Но венцом измывательств стало правление Иерусалимского царька Гакема. До сих пор христиане вспоминают его как сущее воплощение Дьявола. Ибо, как понять, что он — сын христианки и иерусалимского епископа измывался и карал подлее любого язычника. Он был неистощимее и изобретательнее во зле всех, кого только можно вообразить. Он сеял рознь, сталкивая поклонников Магомета, которых ненавидел столь же яростно, с поклонниками христианской веры. Не было злодейства, которого он бы не совершил. Во время литургии он подбрасывал в алтари дохлых кошек и собак, загаживал нечистотами мечети, творил немыслимые безобразия и непристойности, чтобы обвинить потом самих верующих, натравить друг на друга сторонников Христа и Магомета. И казнил тех и других. Дьявол вселился в этого человека, не было для христиан времени более бесправного и мучительного. Но вера терпящих не истощалась. И тогда сам Господь, видя муки чад своих, загасил огни в своем храме. Много раз пытались разжечь лампады, но они отказывались светить. Слух об этом прошел по городу. И тогда ведомый Дьяволом Гакем принял вызов. Он приказал срыть храм до основания и щедро одарил золотом варваров, взявшихся за дело. Никто не мог перечить, за слово карали смертью. Но едва Гакем завершил святотатство, как тут же и околел. Вместе с ним — трижды проклятым ушло отчаяние и вернулась надежда, которая теплилась в сердцах самых преданных.
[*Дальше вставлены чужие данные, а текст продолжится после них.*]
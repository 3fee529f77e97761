//! KDL parsing helper functions.
//!
//! Common utilities for extracting values from KDL nodes. Values are read
//! from child nodes, e.g. `email "admin@example.com"` inside a section.

/// Helper to get a string entry from a KDL node
pub fn get_string_entry(node: &kdl::KdlNode, name: &str) -> Option<String> {
    node.children()
        .and_then(|children| children.get(name))
        .and_then(|n| n.entries().first())
        .and_then(|e| e.value().as_string())
        .map(|s| s.to_string())
}

/// Helper to get an integer entry from a KDL node
pub fn get_int_entry(node: &kdl::KdlNode, name: &str) -> Option<i128> {
    node.children()
        .and_then(|children| children.get(name))
        .and_then(|n| n.entries().first())
        .and_then(|e| e.value().as_integer())
}

/// Helper to get a boolean entry from a KDL node
pub fn get_bool_entry(node: &kdl::KdlNode, name: &str) -> Option<bool> {
    node.children()
        .and_then(|children| children.get(name))
        .and_then(|n| n.entries().first())
        .and_then(|e| e.value().as_bool())
}

/// Helper to get every string argument of an entry, e.g. `nameservers "a" "b"`
pub fn get_string_list_entry(node: &kdl::KdlNode, name: &str) -> Vec<String> {
    node.children()
        .and_then(|children| children.get(name))
        .map(|n| {
            n.entries()
                .iter()
                .filter_map(|e| e.value().as_string())
                .map(|s| s.to_string())
                .collect()
        })
        .unwrap_or_default()
}
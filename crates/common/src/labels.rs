//! Well-known label, annotation and data keys on persisted records.

/// Label marking a record as owned by certpilot. Used as the list filter.
pub const MANAGED: &str = "certpilot.io/managed";

/// Annotation recording the domain a certificate was issued for.
pub const DOMAIN: &str = "certpilot.io/domain";

/// Data key holding the PEM-encoded certificate chain.
pub const TLS_CERT_KEY: &str = "tls.crt";

/// Data key holding the PEM-encoded private key.
pub const TLS_PRIVATE_KEY_KEY: &str = "tls.key";

/// Type marker of TLS records.
pub const SECRET_TYPE_TLS: &str = "kubernetes.io/tls";

/// Type marker of generic records.
pub const SECRET_TYPE_OPAQUE: &str = "Opaque";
Усилиями благочестивого императора Константина Мономаха церковь была восстановлена. Византиец отписал на восстановление и содержание храма подати с целого острова — Кипра. Вновь зажглись огни. Но сердца верующих оставались неспокойны. За исключением немногих лет, когда городом владела Византия, здесь распоряжались язычники. Они сменяли друг друга и вновь использовали Гроб Господен для низкой выгоды — собирали подать за вход, чинили произвол, грабили паломников, глумились над ними. И хотя слава Небесного Царя выше любых поношений, но как можно было без печали видеть измывательства нечестивых, как можно было отрешиться от скорбных мыслей. Как горчичное зерно жжет язык, так и здесь — увиденное жгло сердце и напоминалось ежечастно об унижении Господа на месте его земных страданий.